Throughout his throwing career, he was a proud member of the New York Pioneer Club, the nation’s first integrated track club dedicated to fighting the entrenched segregation of the time. In all his pursuits, he would embody the club’s stated constitutional objectives, “To encourage and further the ambition of our youth for higher education, that they might become intelligent, civic-minded citizens, and to work toward a better racial understanding through the medium of education and sports.

He returned to Columbia after his time with the Navy to enroll in the School of Dental and Oral Surgery. After completing his residency at Harlem Hospital, he opened his dental practice in 1960 at 119 W. 57th St., where he served a diverse community for nearly 60 years. His Midtown office was a place where leading artists, musicians and politicians mixed with working families and new immigrants to receive high-quality, accessible dental care.

As an active member of Columbia’s dental community, he served as an assistant clinical professor at the dental school, was a member of the admissions and minority affairs committees, and was president of the dental school’s alumni association.

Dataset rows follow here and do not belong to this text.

//! Bounded retry with exponential backoff and jitter.
//!
//! Only [`ClassifiedError::Retryable`] failures are retried. Backoff sleeps
//! observe a [`StopSignal`], so a cancelled or timed-out execution never
//! waits out its full backoff schedule.

use kintent_core::{ClassifiedError, ReconcileConfig};
use rand::Rng;
use std::future::Future;
use std::time::Duration;
use tokio::sync::watch;
use tokio::time::Instant;
use tracing::{error, warn};

/// Retry settings for a single cluster write.
#[derive(Clone, Debug, PartialEq)]
pub struct RetryPolicy {
    /// Retries after the first attempt.
    pub max_retries: u32,
    pub initial_backoff: Duration,
    pub max_backoff: Duration,
    pub multiplier: f64,
    /// Scale each delay by a random factor in `0.5..1.5`.
    pub jitter: bool,
}

impl Default for RetryPolicy {
    fn default() -> Self {
        Self::from(&ReconcileConfig::default())
    }
}

impl From<&ReconcileConfig> for RetryPolicy {
    fn from(config: &ReconcileConfig) -> Self {
        Self {
            max_retries: config.max_retries,
            initial_backoff: config.initial_backoff(),
            max_backoff: config.max_backoff(),
            multiplier: config.backoff_multiplier,
            jitter: true,
        }
    }
}

impl RetryPolicy {
    /// Policy without retries.
    pub fn none() -> Self {
        Self {
            max_retries: 0,
            ..Self::default()
        }
    }

    /// Delay before retry number `retry` (0-based), before jitter.
    pub fn base_delay(&self, retry: u32) -> Duration {
        let factor = self.multiplier.powi(retry.min(i32::MAX as u32) as i32);
        let secs = (self.initial_backoff.as_secs_f64() * factor).min(self.max_backoff.as_secs_f64());
        Duration::from_secs_f64(secs.max(0.0))
    }

    /// Delay before retry number `retry`, with jitter when enabled.
    pub fn delay(&self, retry: u32) -> Duration {
        let base = self.base_delay(retry);
        if !self.jitter {
            return base;
        }
        let jitter = rand::rng().random_range(0.5..1.5);
        Duration::from_secs_f64(base.as_secs_f64() * jitter).min(self.max_backoff)
    }
}

/// Why forward progress stopped early.
#[derive(Debug, Clone, Copy, PartialEq, Eq)]
pub enum StopReason {
    Cancelled,
    DeadlineExceeded,
}

impl std::fmt::Display for StopReason {
    fn fmt(&self, f: &mut std::fmt::Formatter<'_>) -> std::fmt::Result {
        match self {
            StopReason::Cancelled => write!(f, "cancelled"),
            StopReason::DeadlineExceeded => write!(f, "deadline exceeded"),
        }
    }
}

/// Deadline and cancel signal for one execution.
#[derive(Debug, Clone, Default)]
pub struct StopSignal {
    deadline: Option<Instant>,
    cancel: Option<watch::Receiver<bool>>,
}

impl StopSignal {
    pub fn new(deadline: Option<Instant>, cancel: Option<watch::Receiver<bool>>) -> Self {
        Self { deadline, cancel }
    }

    /// A signal that never fires; used for rollback, which always completes.
    pub fn never() -> Self {
        Self::default()
    }

    /// Whether the execution should stop now.
    pub fn check(&self) -> Option<StopReason> {
        if self.cancel.as_ref().is_some_and(|rx| *rx.borrow()) {
            return Some(StopReason::Cancelled);
        }
        if self.deadline.is_some_and(|d| Instant::now() >= d) {
            return Some(StopReason::DeadlineExceeded);
        }
        None
    }

    /// Sleep for `duration` unless the signal fires first.
    pub async fn sleep(&self, duration: Duration) -> Result<(), StopReason> {
        if let Some(reason) = self.check() {
            return Err(reason);
        }
        let wake = tokio::time::sleep(duration);
        tokio::pin!(wake);
        let mut cancel = self.cancel.clone();

        loop {
            let expired = async {
                match self.deadline {
                    Some(deadline) => tokio::time::sleep_until(deadline).await,
                    None => std::future::pending::<()>().await,
                }
            };
            let cancelled = async {
                match cancel.as_mut() {
                    Some(rx) => {
                        if rx.changed().await.is_err() {
                            // Sender gone: the signal can no longer fire.
                            std::future::pending::<()>().await;
                        }
                    }
                    None => std::future::pending::<()>().await,
                }
            };

            tokio::select! {
                _ = &mut wake => return Ok(()),
                _ = expired => return Err(StopReason::DeadlineExceeded),
                _ = cancelled => {
                    if let Some(reason) = self.check() {
                        return Err(reason);
                    }
                }
            }
        }
    }
}

/// Result of a retried operation.
#[derive(Debug)]
pub struct Attempted<T> {
    pub result: Result<T, ClassifiedError>,
    /// Calls made, including the first.
    pub attempts: u32,
    /// Set when a backoff sleep was cut short; `result` then holds the last
    /// retryable error.
    pub stopped: Option<StopReason>,
}

/// Run `operation`, retrying retryable errors per `policy`.
pub async fn retry_classified<F, Fut, T>(
    policy: &RetryPolicy,
    operation_name: &str,
    stop: &StopSignal,
    mut operation: F,
) -> Attempted<T>
where
    F: FnMut() -> Fut,
    Fut: Future<Output = Result<T, ClassifiedError>>,
{
    let mut attempts = 0u32;

    loop {
        attempts += 1;
        let err = match operation().await {
            Ok(value) => {
                return Attempted {
                    result: Ok(value),
                    attempts,
                    stopped: None,
                };
            }
            Err(err) => err,
        };

        if !err.is_retryable() {
            return Attempted {
                result: Err(err),
                attempts,
                stopped: None,
            };
        }

        let retry = attempts - 1;
        if retry >= policy.max_retries {
            error!(
                operation = %operation_name,
                attempts = attempts,
                error = %err,
                "Operation failed after max retries"
            );
            return Attempted {
                result: Err(err),
                attempts,
                stopped: None,
            };
        }

        let delay = policy.delay(retry);
        warn!(
            operation = %operation_name,
            attempt = attempts,
            error = %err,
            delay_ms = delay.as_millis() as u64,
            "Operation failed, retrying"
        );

        if let Err(reason) = stop.sleep(delay).await {
            warn!(operation = %operation_name, reason = %reason, "Retry interrupted");
            return Attempted {
                result: Err(err),
                attempts,
                stopped: Some(reason),
            };
        }
    }
}

#[cfg(test)]
mod tests {
    use super::*;
    use std::sync::Arc;
    use std::sync::atomic::{AtomicU32, Ordering};

    fn fast(max_retries: u32) -> RetryPolicy {
        RetryPolicy {
            max_retries,
            initial_backoff: Duration::from_millis(1),
            max_backoff: Duration::from_millis(4),
            multiplier: 2.0,
            jitter: false,
        }
    }

    #[test]
    fn test_backoff_grows_and_caps() {
        let policy = RetryPolicy {
            jitter: false,
            ..RetryPolicy::default()
        };
        assert_eq!(policy.base_delay(0), Duration::from_millis(200));
        assert_eq!(policy.base_delay(1), Duration::from_millis(400));
        assert_eq!(policy.base_delay(2), Duration::from_millis(800));
        assert_eq!(policy.base_delay(10), Duration::from_secs(5));
    }

    #[test]
    fn test_jitter_stays_within_cap() {
        let policy = RetryPolicy::default();
        for retry in 0..8 {
            let delay = policy.delay(retry);
            assert!(delay <= policy.max_backoff);
            assert!(delay >= policy.base_delay(retry).mul_f64(0.5) - Duration::from_millis(1));
        }
    }

    #[tokio::test]
    async fn test_succeeds_after_retryable_failures() {
        let count = Arc::new(AtomicU32::new(0));
        let c = count.clone();
        let out = retry_classified(&fast(3), "op", &StopSignal::never(), move || {
            let c = c.clone();
            async move {
                if c.fetch_add(1, Ordering::SeqCst) < 2 {
                    Err(ClassifiedError::Retryable("throttled".into()))
                } else {
                    Ok(7)
                }
            }
        })
        .await;
        assert_eq!(out.result, Ok(7));
        assert_eq!(out.attempts, 3);
        assert_eq!(count.load(Ordering::SeqCst), 3);
    }

    #[tokio::test]
    async fn test_gives_up_after_max_retries() {
        let out: Attempted<()> = retry_classified(&fast(3), "op", &StopSignal::never(), || async {
            Err(ClassifiedError::Retryable("timeout".into()))
        })
        .await;
        assert!(out.result.is_err());
        assert_eq!(out.attempts, 4);
    }

    #[tokio::test]
    async fn test_fatal_and_conflict_are_not_retried() {
        for err in [
            ClassifiedError::Fatal("forbidden".into()),
            ClassifiedError::Conflict("stale".into()),
        ] {
            let out: Attempted<()> =
                retry_classified(&fast(3), "op", &StopSignal::never(), || {
                    let err = err.clone();
                    async move { Err(err) }
                })
                .await;
            assert_eq!(out.attempts, 1);
            assert_eq!(out.result, Err(err));
        }
    }

    #[tokio::test]
    async fn test_cancel_interrupts_backoff() {
        let (tx, rx) = watch::channel(false);
        let stop = StopSignal::new(None, Some(rx));
        let policy = RetryPolicy {
            initial_backoff: Duration::from_secs(30),
            max_backoff: Duration::from_secs(30),
            ..fast(3)
        };

        let handle = tokio::spawn(async move {
            retry_classified::<_, _, ()>(&policy, "op", &stop, || async {
                Err(ClassifiedError::Retryable("unavailable".into()))
            })
            .await
        });
        tokio::time::sleep(Duration::from_millis(20)).await;
        tx.send(true).unwrap();

        let out = tokio::time::timeout(Duration::from_secs(5), handle)
            .await
            .expect("backoff must be interrupted")
            .unwrap();
        assert_eq!(out.attempts, 1);
        assert_eq!(out.stopped, Some(StopReason::Cancelled));
    }

    #[tokio::test]
    async fn test_deadline_interrupts_backoff() {
        let stop = StopSignal::new(Some(Instant::now() + Duration::from_millis(20)), None);
        let policy = RetryPolicy {
            initial_backoff: Duration::from_secs(30),
            max_backoff: Duration::from_secs(30),
            ..fast(3)
        };
        let out: Attempted<()> = retry_classified(&policy, "op", &stop, || async {
            Err(ClassifiedError::Retryable("unavailable".into()))
        })
        .await;
        assert_eq!(out.stopped, Some(StopReason::DeadlineExceeded));
    }

    #[test]
    fn test_dropped_sender_does_not_cancel() {
        let (tx, rx) = watch::channel(false);
        drop(tx);
        assert_eq!(StopSignal::new(None, Some(rx)).check(), None);
    }
}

As a member of the dental school faculty, he mentored and nurtured countless students through his work with the minority affairs office, and established the Science Technology Education Program, the New York state Pre-College Enrichment Program, which offers a rigorous preparatory program for middle and high school students interested in medical and STEM careers.

In 2014, he was honored by Columbia with an outstanding community service award for his work in Harlem, Morningside Heights and Washington Heights communities. He was chair of the school’s alumni track advisory committee, and was a member of the Varsity C Club’s executive committee between 1970 and 1974. In 2010, he was inducted into the Columbia Athletics Hall of Fame.

Also in 2014, Columbia College and the School of Engineering and Applied Science created the Thompson-Muñoz Scholarship, an honors designation for talented undergraduates from communities surrounding the university.

At the time, Columbia president Lee Bollinger said, “Columbia is defined by the city we call home, and by our historic commitment to providing educational opportunity to a remarkable diversity of young people, regardless of their family’s income. We reach out to attract talented students across the nation who are the first member of their family to attend college, but nowhere more so than our New York community.”

Indeed, Dr. Thompson’s life story exemplified the fulfillment of that mission, and he leaves behind countless family, friends and mentees who will carry it forward.

He is survived by his wife and partner of more than 40 years, Angela. His younger sister, Dolores. His three children, Leslie, Paul and Seif. And his four grandchildren: Dea, Rio, Aster and Stella. He was preceded in death by his parents, Frazier Benn Thompson and Arthur Lee Thompson, as well as his brothers, Arthur Lee Thompson Jr., and Benn Thompson, and his first wife, Marion R. Thompson.